5 beneficios para la salud de las moras (incluida la congelada)

Las moras son un sello distintivo del verano. Durante los meses más cálidos, puede encontrar bushels en el mercado de agricultores. Pero estas bayas de estrellas pueden (¡y deben!) Disfrutarse durante todo el año, solo búsquelas en el pasillo del congelador de su supermercado. Tu cuerpo te lo agradecerá, porque el valor nutricional de las moras es bastante impresionante. Aquí hay cinco beneficios para la salud que puede esperar, además de algunas formas sencillas de incorporar moras, frescas y congeladas, a su dieta.
Una taza de bayas frescas (o 1¼ tazas congeladas) proporciona aproximadamente 60 calorías, junto con casi 8 gramos de fibra. Eso es aproximadamente un tercio de la cantidad de fibra que debería intentar comer en un día. Toda esa fibra ayudará a aumentar la saciedad, reducir el colesterol, apoyar la pérdida de peso y regular los niveles de insulina y azúcar en la sangre (más sobre eso a continuación). También mejorará su salud digestiva: las moras son prebióticos, lo que significa que alimentan las bacterias amigables en su intestino que se han relacionado con la inmunidad, el estado de ánimo y los efectos antiinflamatorios.

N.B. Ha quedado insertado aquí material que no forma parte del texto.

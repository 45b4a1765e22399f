//! Decode-side dispatch.
//!
//! [`AutoDecoder`] keys off the **response's** `Content-Type` header and
//! routes the buffered body to the matching [`Decodable`] entry point.
//! Matching is suffix-tolerant (`application/xhtml+xml` counts as `xml`),
//! parameters are ignored.
//!
//! Two policies carried from the original behavior:
//! - a 404 on the XML path yields the declared type's empty value instead of
//!   a parse attempt;
//! - HTML handling is only active when detection is enabled (the default);
//!   with it disabled, `text/html` falls through to the generic default.
//!
//! The XML frontend (`quick-xml`) performs no DTD processing and no external
//! entity expansion.

use crate::codec::html::HtmlDocument;
use crate::codec::Decodable;
use crate::errors::DecodeError;
use crate::media::MediaType;
use crate::response::Response;

/// Selects a decoder implementation from the observed media type of the
/// response body and delegates to it.
pub trait Decoder: Send + Sync {
    /// Consumes the response and produces the declared return type.
    fn decode<T: Decodable>(&self, response: Response) -> Result<T, DecodeError>;
}

/// Content-type driven decoder covering JSON, XML, protobuf, HTML and the
/// generic default.
#[derive(Debug, Clone, Copy)]
pub struct AutoDecoder {
    detect_html: bool,
}

impl AutoDecoder {
    /// Decoder with HTML auto-detection enabled.
    pub fn new() -> Self {
        AutoDecoder { detect_html: true }
    }

    /// Toggles HTML detection. Disabled, `text/html` responses go through
    /// the generic default codec instead.
    pub fn detect_html(mut self, enabled: bool) -> Self {
        self.detect_html = enabled;
        self
    }

    fn default_decode<T: Decodable>(body: Vec<u8>) -> Result<T, DecodeError> {
        match String::from_utf8(body) {
            Ok(text) => T::from_text(text),
            Err(err) => T::from_raw(err.into_bytes()),
        }
    }
}

impl Default for AutoDecoder {
    fn default() -> Self {
        AutoDecoder::new()
    }
}

impl Decoder for AutoDecoder {
    fn decode<T: Decodable>(&self, response: Response) -> Result<T, DecodeError> {
        let media = MediaType::from_headers(&response.headers);

        match media {
            Some(m) if m.is("json") => T::from_json(&response.body),
            Some(m) if m.is("xml") => {
                if response.status == 404 {
                    return T::empty().ok_or_else(|| DecodeError::unsupported::<T>("xml"));
                }
                let text = String::from_utf8(response.body)?;
                T::from_xml(&text)
            }
            Some(m) if m.is("x-protobuf") => T::from_wire(&response.body),
            Some(m) if self.detect_html && m.is("html") => {
                let text = String::from_utf8(response.body)?;
                T::from_html(HtmlDocument::parse(text, Some(response.url))?)
            }
            _ => Self::default_decode(response.body),
        }
    }
}
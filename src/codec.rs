// src/codec.rs
//! Content-type driven codec dispatch: [`AutoEncoder`], [`AutoDecoder`] and
//! the body capability traits.
//!
//! The registry is fixed at construction: both dispatchers are immutable
//! once built and safe for concurrent use without locking. Overriding a
//! codec means substituting your own [`Encoder`]/[`Decoder`] implementation
//! on the client, not mutating a shared registry.

mod body;
mod decode;
mod encode;
mod form;
mod html;

pub use body::Decodable;
pub use body::Encodable;
pub use body::Proto;
pub use body::WireMessage;

pub use decode::AutoDecoder;
pub use decode::Decoder;
pub use encode::AutoEncoder;
pub use encode::Encoder;

pub use html::HtmlDocument;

Obtendrá aproximadamente la mitad del objetivo diario recomendado de vitamina C en una taza de moras crudas. Además de apoyar la inmunidad y una piel sana, este potente antioxidante es necesario para la reparación del ADN y la producción de colágeno y serotonina (el neurotransmisor que ayuda a promover la felicidad y el sueño).
Una porción de una taza de crudo Las moras contienen más de un tercio de la marca diaria de vitamina K, que ayuda a que la sangre se coagule y es esencial para los huesos. La vitamina K es necesaria para la formación de huesos, y varios estudios han demostrado que un déficit está relacionado con un mayor riesgo de fracturas y osteoporosis. El manganeso en las moras (obtendrá la mitad de la ingesta diaria recomendada en una taza) también respalda la salud ósea, así como la producción de colágeno para una piel y articulaciones saludables.
Las moras ocupan un lugar bajo en el índice glucémico de 25 . (Una clasificación alta es 55 o más). También son una de las frutas con menor azúcar, con solo 7 gramos por taza fresca (en comparación con 16 gramos en una taza de trozos de piña fresca). El bajo contenido de azúcar combinado con el alto contenido de fibra los convierte en una excelente opción para regular los niveles de insulina y azúcar en la sangre.
Se ha demostrado que los antioxidantes de las bayas, incluidas las moras, ayudan a reducir la inflamación cerebral y a cambiar la forma en que se comunican las neuronas. Estos resultados ayudan a evitar la pérdida de memoria relacionada con la edad, protegen la coordinación motora y previenen el deterioro cognitivo.
Puede agregar moras frescas a cualquier cosa, desde avena o avena nocturna hasta yogur, ensaladas de jardín y granos integrales. guarniciones. También son un delicioso aderezo para los postres, como el pudín de chocolate y aguacate. Puede agregar bayas ligeramente trituradas al agua potable, o hacerlas puré con un poco de raíz de jengibre fresco y miel para hacer una salsa simple.
¿Tiene una bolsa de bayas congeladas? Puede batirlos en batidos, por supuesto, o descongelarlos y usarlos como usaría bayas frescas. Para un postre rápido y delicioso, saltee las moras congeladas en una cacerola a fuego lento, junto con un poco de jengibre fresco rallado y jarabe de arce. Cubra las bayas calientes con un crumble hecho de copos de avena mezclados con mantequilla de almendras y canela molida.